Board members of the all-star game, who asked not to be named, said more than $50,000 could be missing.

According to several of the organization’s 13 board members, questions arose in December about scholarship money the group had awarded to high school players and unpaid bills for services that spanned years.

Then, in early January, according to board members, the executive committee concluded that money had been missing from the accounts dating back to 2016. More recently, one board member said, they were told money might be unaccounted for as far back as 2008.

“Hurt, betrayed,” a board member said, describing the mood in the room. “It felt like all the stuff we did for all these kids for all these years just fell apart.”

According to several board members, Fluck’s name was the only one on the committee’s bank account, and he would have been the only person able to make withdrawals.

Frank Natale, the South Philadelphia High School football coach and athletic director and a member of the game’s board, said he received a call in December from a spokesperson for Ampro, an apparel company in Clifton Heights, informing him that the company hadn’t been paid nearly $10,000 for jerseys it supplied for last year’s all-star game, played May 19 at Northeast High School. The public schools won that contest, 38-20.

When reached last week, an Ampro employee said the company would not discuss account information.

Natale, who has done business with Ampro for South Philadelphia High’s apparel, said he relayed the concern to Macauley.

Ed Lloyd, owner of Lloyd Sixsmith Sporting Goods on Frankford Avenue, said his company was owed money from all-star games going back “more than two years.”

The Philadelphia City All-Star Football Game, according to several board members, finances its operation with funds from game proceeds, donations, association dues, sponsorships by local businesses, and other fund-raising efforts.

The all-star game began in 1975. Its teams consist of 50 players from the Public League and 50 players from city teams in the Catholic and Inter-Academic Leagues.
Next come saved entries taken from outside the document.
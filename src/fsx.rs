//! Host filesystem access.
//!
//! Plain file I/O goes straight through `std::fs`, which is re-exported here so
//! the rest of the crate can `use crate::fsx as fs`. Everything an archive needs
//! beyond reading and writing bytes (classifying objects, links, device nodes,
//! FIFOs, permissions, ownership, user and group names) is behind the
//! [`Filesystem`] trait. [`HostFs`] implements it with libc calls.

use std::ffi::{CStr, CString};
use std::io;
use std::os::unix::ffi::OsStrExt;
use std::os::unix::fs::{DirBuilderExt, FileTypeExt, MetadataExt, PermissionsExt};
use std::path::{Path, PathBuf};

pub use std::fs::*;

/// File type bits of a character device node.
pub const S_IFCHR: u32 = 0o020000;
/// File type bits of a block device node.
pub const S_IFBLK: u32 = 0o060000;

/// The filesystem object kinds that can be archived.
#[derive(Debug, Clone, Copy, PartialEq, Eq)]
pub enum FileKind {
    Regular,
    Directory,
    Symlink,
    CharDevice,
    BlockDevice,
    Fifo,
}

#[derive(Debug, Clone, Copy, PartialEq, Eq)]
pub enum DeviceKind {
    Char,
    Block,
}

impl DeviceKind {
    /// The `S_IF*` bits combined with the permission bits when creating the node.
    pub fn mode_bits(self) -> u32 {
        match self {
            DeviceKind::Char => S_IFCHR,
            DeviceKind::Block => S_IFBLK,
        }
    }
}

/// Metadata of a filesystem object, as seen without following symbolic links.
#[derive(Debug, Clone, Default)]
pub struct FileStat {
    /// `None` for objects that cannot be archived, such as sockets.
    pub kind: Option<FileKind>,
    pub mode: u32,
    pub uid: u32,
    pub gid: u32,
    pub size: u64,
    pub mtime: i64,
    pub dev_major: u32,
    pub dev_minor: u32,
}

/// Operations on the host an archive relies on for adding and extracting entries.
pub trait Filesystem {
    fn stat(&self, path: &Path) -> io::Result<FileStat>;
    fn read_link(&self, path: &Path) -> io::Result<PathBuf>;
    /// Whether `path` exists, following symbolic links.
    fn exists(&self, path: &Path) -> bool;
    /// Whether `path` is a directory, following symbolic links.
    fn is_dir(&self, path: &Path) -> bool;
    fn is_writable(&self, path: &Path) -> bool;
    fn create_dir_all(&self, path: &Path) -> io::Result<()>;
    fn create_dir(&self, path: &Path, mode: u32) -> io::Result<()>;
    fn create_hard_link(&self, original: &Path, link: &Path) -> io::Result<()>;
    fn create_symlink(&self, target: &Path, link: &Path) -> io::Result<()>;
    fn create_device_node(&self, path: &Path, kind: DeviceKind, mode: u32, major: u32, minor: u32) -> io::Result<()>;
    fn create_fifo(&self, path: &Path, mode: u32) -> io::Result<()>;
    fn set_permissions(&self, path: &Path, mode: u32) -> io::Result<()>;
    /// Changes ownership without following a symbolic link at `path`.
    fn set_owner(&self, path: &Path, uid: u32, gid: u32) -> io::Result<()>;
    fn lookup_user_name(&self, uid: u32) -> Option<String>;
    fn lookup_group_name(&self, gid: u32) -> Option<String>;
}

/// The local filesystem.
#[derive(Debug, Clone, Copy, Default)]
pub struct HostFs;

/// Set POSIX permission bits.
pub fn set_unix_permissions(path: &Path, mode: u32) -> io::Result<()> {
    std::fs::set_permissions(path, std::fs::Permissions::from_mode(mode))
}

fn c_path(path: &Path) -> io::Result<CString> {
    CString::new(path.as_os_str().as_bytes())
        .map_err(|_| io::Error::new(io::ErrorKind::InvalidInput, "path contains a NUL byte"))
}

fn check(rc: libc::c_int) -> io::Result<()> {
    if rc == -1 {
        Err(io::Error::last_os_error())
    } else {
        Ok(())
    }
}

#[allow(unused_unsafe)]
fn split_dev(rdev: u64) -> (u32, u32) {
    let dev = rdev as libc::dev_t;
    unsafe { (libc::major(dev) as u32, libc::minor(dev) as u32) }
}

#[allow(unused_unsafe)]
fn make_dev(major: u32, minor: u32) -> libc::dev_t {
    unsafe { libc::makedev(major as _, minor as _) }
}

const NAME_BUF_LEN: usize = 4096;

impl Filesystem for HostFs {
    fn stat(&self, path: &Path) -> io::Result<FileStat> {
        let meta = std::fs::symlink_metadata(path)?;
        let ft = meta.file_type();
        let kind = if ft.is_file() {
            Some(FileKind::Regular)
        } else if ft.is_dir() {
            Some(FileKind::Directory)
        } else if ft.is_symlink() {
            Some(FileKind::Symlink)
        } else if ft.is_char_device() {
            Some(FileKind::CharDevice)
        } else if ft.is_block_device() {
            Some(FileKind::BlockDevice)
        } else if ft.is_fifo() {
            Some(FileKind::Fifo)
        } else {
            None
        };
        let (dev_major, dev_minor) = match kind {
            Some(FileKind::CharDevice) | Some(FileKind::BlockDevice) => split_dev(meta.rdev()),
            _ => (0, 0),
        };
        Ok(FileStat {
            kind,
            mode: meta.mode(),
            uid: meta.uid(),
            gid: meta.gid(),
            size: meta.size(),
            mtime: meta.mtime(),
            dev_major,
            dev_minor,
        })
    }

    fn read_link(&self, path: &Path) -> io::Result<PathBuf> {
        std::fs::read_link(path)
    }

    fn exists(&self, path: &Path) -> bool {
        path.exists()
    }

    fn is_dir(&self, path: &Path) -> bool {
        path.is_dir()
    }

    fn is_writable(&self, path: &Path) -> bool {
        match c_path(path) {
            Ok(cpath) => unsafe { libc::access(cpath.as_ptr(), libc::W_OK) == 0 },
            Err(_) => false,
        }
    }

    fn create_dir_all(&self, path: &Path) -> io::Result<()> {
        std::fs::create_dir_all(path)
    }

    fn create_dir(&self, path: &Path, mode: u32) -> io::Result<()> {
        std::fs::DirBuilder::new().mode(mode).create(path)
    }

    fn create_hard_link(&self, original: &Path, link: &Path) -> io::Result<()> {
        std::fs::hard_link(original, link)
    }

    fn create_symlink(&self, target: &Path, link: &Path) -> io::Result<()> {
        std::os::unix::fs::symlink(target, link)
    }

    fn create_device_node(&self, path: &Path, kind: DeviceKind, mode: u32, major: u32, minor: u32) -> io::Result<()> {
        let cpath = c_path(path)?;
        let mode = kind.mode_bits() | (mode & 0o7777);
        check(unsafe { libc::mknod(cpath.as_ptr(), mode as libc::mode_t, make_dev(major, minor)) })
    }

    fn create_fifo(&self, path: &Path, mode: u32) -> io::Result<()> {
        let cpath = c_path(path)?;
        check(unsafe { libc::mkfifo(cpath.as_ptr(), (mode & 0o7777) as libc::mode_t) })
    }

    fn set_permissions(&self, path: &Path, mode: u32) -> io::Result<()> {
        set_unix_permissions(path, mode)
    }

    fn set_owner(&self, path: &Path, uid: u32, gid: u32) -> io::Result<()> {
        std::os::unix::fs::lchown(path, Some(uid), Some(gid))
    }

    fn lookup_user_name(&self, uid: u32) -> Option<String> {
        let mut buf = vec![0 as libc::c_char; NAME_BUF_LEN];
        let mut pwd: libc::passwd = unsafe { std::mem::zeroed() };
        let mut result: *mut libc::passwd = std::ptr::null_mut();
        let rc = unsafe { libc::getpwuid_r(uid, &mut pwd, buf.as_mut_ptr(), buf.len(), &mut result) };
        if rc != 0 || result.is_null() {
            return None;
        }
        let name = unsafe { CStr::from_ptr(pwd.pw_name) };
        Some(name.to_string_lossy().into_owned())
    }

    fn lookup_group_name(&self, gid: u32) -> Option<String> {
        let mut buf = vec![0 as libc::c_char; NAME_BUF_LEN];
        let mut grp: libc::group = unsafe { std::mem::zeroed() };
        let mut result: *mut libc::group = std::ptr::null_mut();
        let rc = unsafe { libc::getgrgid_r(gid, &mut grp, buf.as_mut_ptr(), buf.len(), &mut result) };
        if rc != 0 || result.is_null() {
            return None;
        }
        let name = unsafe { CStr::from_ptr(grp.gr_name) };
        Some(name.to_string_lossy().into_owned())
    }
}

#[cfg(test)]
mod tests {
    use super::*;
    use tempfile::tempdir;

    #[test]
    fn test_stat_classifies_kinds() {
        let dir = tempdir().unwrap();
        let file = dir.path().join("f");
        std::fs::write(&file, b"abc").unwrap();
        let fifo = dir.path().join("p");
        HostFs.create_fifo(&fifo, 0o600).unwrap();

        let st = HostFs.stat(&file).unwrap();
        assert_eq!(st.kind, Some(FileKind::Regular));
        assert_eq!(st.size, 3);
        assert_eq!(HostFs.stat(dir.path()).unwrap().kind, Some(FileKind::Directory));
        assert_eq!(HostFs.stat(&fifo).unwrap().kind, Some(FileKind::Fifo));
    }

    #[test]
    fn test_stat_socket_is_unclassified() {
        let dir = tempdir().unwrap();
        let sock = dir.path().join("s");
        let _listener = std::os::unix::net::UnixListener::bind(&sock).unwrap();
        assert_eq!(HostFs.stat(&sock).unwrap().kind, None);
    }

    #[test]
    fn test_device_numbers_roundtrip() {
        let dev = make_dev(8, 17);
        assert_eq!(split_dev(dev as u64), (8, 17));
    }

    #[test]
    fn test_root_names_resolve() {
        assert_eq!(HostFs.lookup_user_name(0).as_deref(), Some("root"));
    }
}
It is registered as a nonprofit organization, and its stated mission, according to public tax filings, is to “provide scholarships.”

The organization’s website says it has “given grants totaling more than $400,000 to over 600 Philadelphia students.”

Last week, a former all-star game player, now a sophomore at a local college, and his mother said they needed to make several phone calls and send multiple letters to the executive committee to receive promised scholarship money. The former South Philadelphia High standout finally got a $500 award — only after extraordinary help from Natale — months into his freshman year at college. He asked that his name not be used.

A board member said that case was likely not unique and that more athletes have had difficulty receiving scholarships or did not receive them.

Fluck (pronounced “Fluke”) was the athletic director at West Catholic from 2007 to 2016. He was a standout football player when he graduated from West Catholic in 1988, and he played in the city all-star game and served as an assistant coach and head coach. He played college football at Temple.

During his tenure as West Catholic coach, Fluck has won 169 games and 16 championships, and coached more than 50 All-City players, including three who played in the NFL. He has won nine Catholic League football championships, six city championships, and a state championship in 2010.

Fluck and nine other West Catholic graduates were inducted into the school’s Hall of Fame in 2018.

It is unclear whether the city all-star game will be played this season. The rosters are typically chosen in February.

Macauley said several board members and others in the Philadelphia high school football community hoped to “pull together to maintain the game for the kids.”